American food icon Alice Waters' restaurant Chez Panisse has joined a slew of other big-name restaurants in suing its insurance company over its refusal to pay business interruption claims.
The Berkeley restaurant is filing a suit against its insurer AMCO, for denying coverage for losses resulting from the government-mandated shutdowns. Owner and founder Waters said in a statement that “Chez Panisse spent years paying hefty premiums for business interruption insurance and AMCO has an obligation to help provide economic relief to my team and restore the wide-ranging supply chain of small farms and businesses that Chez Panisse relies on to provide fresh and local cuisine.”
Waters joins the likes of Thomas Keller in suing for loss of earnings.
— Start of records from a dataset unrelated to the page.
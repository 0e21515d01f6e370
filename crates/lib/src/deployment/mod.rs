//! Deployment model: jobs, templates, instances and their networks.
//!
//! Instances are created by deployment planning and consumed read-only.

use serde::{Deserialize, Serialize};

/// Reference from a deployment job to a release job.
#[derive(Debug, Clone, PartialEq, Eq, Serialize, Deserialize)]
pub struct Template {
  /// Release job name.
  pub name: String,
  /// Release that ships the job.
  pub release: String,
  /// Version of the release job, reported in the apply spec.
  pub version: String,
}

/// A named unit of deployment.
#[derive(Debug, Clone, PartialEq, Serialize, Deserialize)]
pub struct Job {
  pub name: String,
  pub templates: Vec<Template>,
  /// Deployment-level property values, nested by dotted name segments.
  #[serde(default)]
  pub properties: serde_json::Map<String, serde_json::Value>,
}

#[derive(Debug, Clone, Copy, PartialEq, Eq, Serialize, Deserialize)]
#[serde(rename_all = "lowercase")]
pub enum NetworkType {
  Manual,
  Dynamic,
  Vip,
}

impl std::fmt::Display for NetworkType {
  fn fmt(&self, f: &mut std::fmt::Formatter<'_>) -> std::fmt::Result {
    let s = match self {
      NetworkType::Manual => "manual",
      NetworkType::Dynamic => "dynamic",
      NetworkType::Vip => "vip",
    };
    write!(f, "{}", s)
  }
}

#[derive(Debug, Clone, PartialEq, Serialize, Deserialize)]
pub struct Network {
  pub name: String,
  #[serde(rename = "type")]
  pub kind: NetworkType,
  #[serde(default, skip_serializing_if = "Option::is_none")]
  pub netmask: Option<String>,
  #[serde(default, skip_serializing_if = "Option::is_none")]
  pub gateway: Option<String>,
  #[serde(default)]
  pub dns: Vec<String>,
  #[serde(default)]
  pub cloud_properties: serde_json::Map<String, serde_json::Value>,
}

/// Binding of an instance to a network, optionally with a static IP.
#[derive(Debug, Clone, PartialEq, Serialize, Deserialize)]
pub struct NetworkAssociation {
  pub network: Network,
  #[serde(default, skip_serializing_if = "Option::is_none")]
  pub ip: Option<String>,
}

/// Effective addressing for one association.
#[derive(Debug, Clone, PartialEq, Eq, Serialize, Deserialize)]
pub struct NetworkConfiguration {
  pub ip: String,
  pub netmask: String,
  pub gateway: String,
}

/// One VM slot.
#[derive(Debug, Clone, PartialEq, Serialize, Deserialize)]
pub struct Instance {
  pub deployment: String,
  pub job_name: String,
  pub index: u32,
  #[serde(default)]
  pub network_associations: Vec<NetworkAssociation>,
  /// Persistent disk size in MiB; 0 means none.
  #[serde(default)]
  pub persistent_disk: u64,
}

impl Instance {
  /// Addressing for an association. Dynamic networks have no address until
  /// the machine boots, so their fields are empty.
  pub fn network_configuration(&self, assoc: &NetworkAssociation) -> NetworkConfiguration {
    NetworkConfiguration {
      ip: assoc.ip.clone().unwrap_or_default(),
      netmask: assoc.network.netmask.clone().unwrap_or_default(),
      gateway: assoc.network.gateway.clone().unwrap_or_default(),
    }
  }

  /// `<index>.<job>.<network>.<deployment>.bosh`
  pub fn dns_record_name(&self, assoc: &NetworkAssociation) -> String {
    format!(
      "{}.{}.{}.{}.bosh",
      self.index,
      dns_label(&self.job_name),
      dns_label(&assoc.network.name),
      dns_label(&self.deployment)
    )
  }

  /// Identity used in agent ids and VM names.
  pub fn slug(&self) -> String {
    format!("{}-{}", self.job_name, self.index)
  }
}

/// Lowercases and replaces characters not allowed in DNS labels with `-`.
fn dns_label(s: &str) -> String {
  s.chars()
    .map(|c| if c.is_ascii_alphanumeric() || c == '-' { c.to_ascii_lowercase() } else { '-' })
    .collect()
}

/// Everything needed to converge a set of machines, as read from a deployment file.
#[derive(Debug, Clone, PartialEq, Serialize, Deserialize)]
pub struct Deployment {
  pub name: String,
  #[serde(default)]
  pub releases: Vec<crate::release::Release>,
  #[serde(default)]
  pub jobs: Vec<Job>,
  #[serde(default)]
  pub instances: Vec<Instance>,
}

impl Deployment {
  pub fn find_job(&self, name: &str) -> Option<&Job> {
    self.jobs.iter().find(|j| j.name == name)
  }

  pub fn find_instance(&self, job_name: &str, index: u32) -> Option<&Instance> {
    self.instances.iter().find(|i| i.job_name == job_name && i.index == index)
  }
}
Some of the biggest names in the US restaurant industry joined forces in April to create the Business Interruption Group, to lobby for the government to lean on the insurance industry to do the right thing.
Since the beginning of the crisis insurance companies, even those who have accepted premiums to cover business interruption, have invoked ‘force majeure’ to wriggle out of mass payments over the pandemic. Industry spokesmen have claimed that mass payments of business interruption claims would be so vast as to destabilise the entire industry with catastrophic economic implications.
"Unaffordable or even unavailable"
In a statement sent to the San Francisco Chronicle, a spokesperson for Nationwide Mutual Insurance Company (of which AMCO is a subsidiary) said “we are committed to doing all we can within the coverage our members have purchased,” but that “business interruption coverage due to a virus outbreak has been excluded from standard policies issued to business owners across the insurance industry for quite some time. The risk for such an event is so vast, including it in standard coverage would make such coverage unaffordable or even unavailable.”
So far, efforts to force the insurance companies to pay out have come to nothing, despite the likes of Keller, Wolfgang Puck and Jean-Georges Vongerichten having special access to President Trump. These cases will have to run their course and may come down to the minutiae of each individual policy contract. However, time is not a commodity small businesses have at the moment, and it would be very difficult to recover payment once a business ceases to exist.